BEGIN GIVEN DATA
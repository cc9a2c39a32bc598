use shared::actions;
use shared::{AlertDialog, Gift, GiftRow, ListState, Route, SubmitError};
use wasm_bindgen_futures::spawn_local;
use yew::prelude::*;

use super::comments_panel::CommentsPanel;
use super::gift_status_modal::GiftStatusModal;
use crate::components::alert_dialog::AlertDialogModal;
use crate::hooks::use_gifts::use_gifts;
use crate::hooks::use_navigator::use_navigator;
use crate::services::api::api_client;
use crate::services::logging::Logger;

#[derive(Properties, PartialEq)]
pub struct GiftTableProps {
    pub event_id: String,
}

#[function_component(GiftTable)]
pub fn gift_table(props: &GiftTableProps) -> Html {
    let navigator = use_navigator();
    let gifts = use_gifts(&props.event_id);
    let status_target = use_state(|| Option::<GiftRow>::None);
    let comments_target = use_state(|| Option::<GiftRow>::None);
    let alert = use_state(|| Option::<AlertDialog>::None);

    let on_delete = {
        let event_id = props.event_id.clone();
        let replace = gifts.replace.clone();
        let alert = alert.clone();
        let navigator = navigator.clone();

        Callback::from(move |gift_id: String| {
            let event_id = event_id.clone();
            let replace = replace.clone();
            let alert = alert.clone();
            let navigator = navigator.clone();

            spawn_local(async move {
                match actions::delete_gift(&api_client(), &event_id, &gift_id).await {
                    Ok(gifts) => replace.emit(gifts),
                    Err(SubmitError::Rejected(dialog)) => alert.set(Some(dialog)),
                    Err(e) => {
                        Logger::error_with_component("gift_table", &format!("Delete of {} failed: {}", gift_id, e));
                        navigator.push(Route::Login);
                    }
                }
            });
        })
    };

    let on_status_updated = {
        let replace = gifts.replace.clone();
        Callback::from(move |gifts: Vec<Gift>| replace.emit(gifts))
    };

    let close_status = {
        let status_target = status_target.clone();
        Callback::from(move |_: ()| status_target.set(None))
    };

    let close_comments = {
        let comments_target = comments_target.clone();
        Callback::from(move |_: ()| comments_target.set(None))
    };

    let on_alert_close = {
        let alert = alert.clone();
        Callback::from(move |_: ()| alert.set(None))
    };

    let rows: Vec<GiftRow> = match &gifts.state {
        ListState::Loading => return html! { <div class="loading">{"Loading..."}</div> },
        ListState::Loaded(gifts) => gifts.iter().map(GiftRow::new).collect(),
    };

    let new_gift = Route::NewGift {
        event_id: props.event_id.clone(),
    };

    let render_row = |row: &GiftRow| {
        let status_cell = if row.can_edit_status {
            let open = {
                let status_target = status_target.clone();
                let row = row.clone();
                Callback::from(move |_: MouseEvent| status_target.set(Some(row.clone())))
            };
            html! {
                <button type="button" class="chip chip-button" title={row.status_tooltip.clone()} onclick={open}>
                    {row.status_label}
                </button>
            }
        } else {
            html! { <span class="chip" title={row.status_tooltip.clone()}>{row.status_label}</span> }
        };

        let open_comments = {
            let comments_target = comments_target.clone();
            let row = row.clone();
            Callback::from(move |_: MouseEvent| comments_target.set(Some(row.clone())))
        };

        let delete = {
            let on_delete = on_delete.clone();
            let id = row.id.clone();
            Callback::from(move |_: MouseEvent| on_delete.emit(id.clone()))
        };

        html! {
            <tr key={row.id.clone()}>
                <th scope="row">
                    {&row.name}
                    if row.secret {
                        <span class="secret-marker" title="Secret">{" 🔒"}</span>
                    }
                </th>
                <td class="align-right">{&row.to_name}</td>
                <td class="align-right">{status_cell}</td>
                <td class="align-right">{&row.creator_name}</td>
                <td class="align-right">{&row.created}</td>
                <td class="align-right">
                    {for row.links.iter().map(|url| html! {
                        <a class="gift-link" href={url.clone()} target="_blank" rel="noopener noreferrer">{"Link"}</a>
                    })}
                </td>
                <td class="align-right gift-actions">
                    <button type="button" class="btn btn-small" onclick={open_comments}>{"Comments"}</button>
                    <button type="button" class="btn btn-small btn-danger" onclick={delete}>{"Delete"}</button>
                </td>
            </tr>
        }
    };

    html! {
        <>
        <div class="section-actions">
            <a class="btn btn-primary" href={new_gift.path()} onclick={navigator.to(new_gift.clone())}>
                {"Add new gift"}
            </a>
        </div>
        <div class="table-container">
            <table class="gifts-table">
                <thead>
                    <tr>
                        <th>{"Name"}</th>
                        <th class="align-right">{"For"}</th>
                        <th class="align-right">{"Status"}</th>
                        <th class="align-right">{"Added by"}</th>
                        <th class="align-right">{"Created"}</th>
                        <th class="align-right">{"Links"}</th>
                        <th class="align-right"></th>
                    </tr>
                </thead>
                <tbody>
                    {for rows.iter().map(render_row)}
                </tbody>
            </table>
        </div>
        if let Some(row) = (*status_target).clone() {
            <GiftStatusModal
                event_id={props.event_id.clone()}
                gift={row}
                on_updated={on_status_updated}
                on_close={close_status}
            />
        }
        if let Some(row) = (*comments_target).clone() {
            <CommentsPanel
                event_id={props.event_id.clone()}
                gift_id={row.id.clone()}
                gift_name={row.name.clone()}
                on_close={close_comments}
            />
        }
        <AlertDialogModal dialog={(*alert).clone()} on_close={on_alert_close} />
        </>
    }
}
END GIVEN DATA
*WHAT IS NEEDED*
Transcribe each line above exactly; skip none.

*OUTPUT FOR THIS EXERCISE*
repository cc9a2c39a32bc598
use shared::actions;
use shared::{AlertDialog, Gift, GiftRow, ListState, Route, SubmitError};
use wasm_bindgen_futures::spawn_local;
use yew::prelude::*;

use super::comments_panel::CommentsPanel;
use super::gift_status_modal::GiftStatusModal;
use crate::components::alert_dialog::AlertDialogModal;
use crate::hooks::use_gifts::use_gifts;
use crate::hooks::use_navigator::use_navigator;
use crate::services::api::api_client;
use crate::services::logging::Logger;

#[derive(Properties, PartialEq)]
pub struct GiftTableProps {
    pub event_id: String,
}

#[function_component(GiftTable)]
pub fn gift_table(props: &GiftTableProps) -> Html {
    let navigator = use_navigator();
    let gifts = use_gifts(&props.event_id);
    let status_target = use_state(|| Option::<GiftRow>::None);
    let comments_target = use_state(|| Option::<GiftRow>::None);
    let alert = use_state(|| Option::<AlertDialog>::None);

    let on_delete = {
        let event_id = props.event_id.clone();
        let replace = gifts.replace.clone();
        let alert = alert.clone();
        let navigator = navigator.clone();

        Callback::from(move |gift_id: String| {
            let event_id = event_id.clone();
            let replace = replace.clone();
            let alert = alert.clone();
            let navigator = navigator.clone();

            spawn_local(async move {
                match actions::delete_gift(&api_client(), &event_id, &gift_id).await {
                    Ok(gifts) => replace.emit(gifts),
                    Err(SubmitError::Rejected(dialog)) => alert.set(Some(dialog)),
                    Err(e) => {
                        Logger::error_with_component("gift_table", &format!("Delete of {} failed: {}", gift_id, e));
                        navigator.push(Route::Login);
                    }
                }
            });
        })
    };

    let on_status_updated = {
        let replace = gifts.replace.clone();
        Callback::from(move |gifts: Vec<Gift>| replace.emit(gifts))
    };

    let close_status = {
        let status_target = status_target.clone();
        Callback::from(move |_: ()| status_target.set(None))
    };

    let close_comments = {
        let comments_target = comments_target.clone();
        Callback::from(move |_: ()| comments_target.set(None))
    };

    let on_alert_close = {
        let alert = alert.clone();
        Callback::from(move |_: ()| alert.set(None))
    };

    let rows: Vec<GiftRow> = match &gifts.state {
        ListState::Loading => return html! { <div class="loading">{"Loading..."}</div> },
        ListState::Loaded(gifts) => gifts.iter().map(GiftRow::new).collect(),
    };

    let new_gift = Route::NewGift {
        event_id: props.event_id.clone(),
    };

    let render_row = |row: &GiftRow| {
        let status_cell = if row.can_edit_status {
            let open = {
                let status_target = status_target.clone();
                let row = row.clone();
                Callback::from(move |_: MouseEvent| status_target.set(Some(row.clone())))
            };
            html! {
                <button type="button" class="chip chip-button" title={row.status_tooltip.clone()} onclick={open}>
                    {row.status_label}
                </button>
            }
        } else {
            html! { <span class="chip" title={row.status_tooltip.clone()}>{row.status_label}</span> }
        };

        let open_comments = {
            let comments_target = comments_target.clone();
            let row = row.clone();
            Callback::from(move |_: MouseEvent| comments_target.set(Some(row.clone())))
        };

        let delete = {
            let on_delete = on_delete.clone();
            let id = row.id.clone();
            Callback::from(move |_: MouseEvent| on_delete.emit(id.clone()))
        };

        html! {
            <tr key={row.id.clone()}>
                <th scope="row">
                    {&row.name}
                    if row.secret {
                        <span class="secret-marker" title="Secret">{" 🔒"}</span>
                    }
                </th>
                <td class="align-right">{&row.to_name}</td>
                <td class="align-right">{status_cell}</td>
                <td class="align-right">{&row.creator_name}</td>
                <td class="align-right">{&row.created}</td>
                <td class="align-right">
                    {for row.links.iter().map(|url| html! {
                        <a class="gift-link" href={url.clone()} target="_blank" rel="noopener noreferrer">{"Link"}</a>
                    })}
                </td>
                <td class="align-right gift-actions">
                    <button type="button" class="btn btn-small" onclick={open_comments}>{"Comments"}</button>
                    <button type="button" class="btn btn-small btn-danger" onclick={delete}>{"Delete"}</button>
                </td>
            </tr>
        }
    };

    html! {
        <>
        <div class="section-actions">
            <a class="btn btn-primary" href={new_gift.path()} onclick={navigator.to(new_gift.clone())}>
                {"Add new gift"}
            </a>
        </div>
        <div class="table-container">
            <table class="gifts-table">
                <thead>
                    <tr>
                        <th>{"Name"}</th>
                        <th class="align-right">{"For"}</th>
                        <th class="align-right">{"Status"}</th>
                        <th class="align-right">{"Added by"}</th>
                        <th class="align-right">{"Created"}</th>
                        <th class="align-right">{"Links"}</th>
                        <th class="align-right"></th>
                    </tr>
                </thead>
                <tbody>
                    {for rows.iter().map(render_row)}
                </tbody>
            </table>
        </div>
        if let Some(row) = (*status_target).clone() {
            <GiftStatusModal
                event_id={props.event_id.clone()}
                gift={row}
                on_updated={on_status_updated}
                on_close={close_status}
            />
        }
        if let Some(row) = (*comments_target).clone() {
            <CommentsPanel
                event_id={props.event_id.clone()}
                gift_id={row.id.clone()}
                gift_name={row.name.clone()}
                on_close={close_comments}
            />
        }
        <AlertDialogModal dialog={(*alert).clone()} on_close={on_alert_close} />
        </>
    }
}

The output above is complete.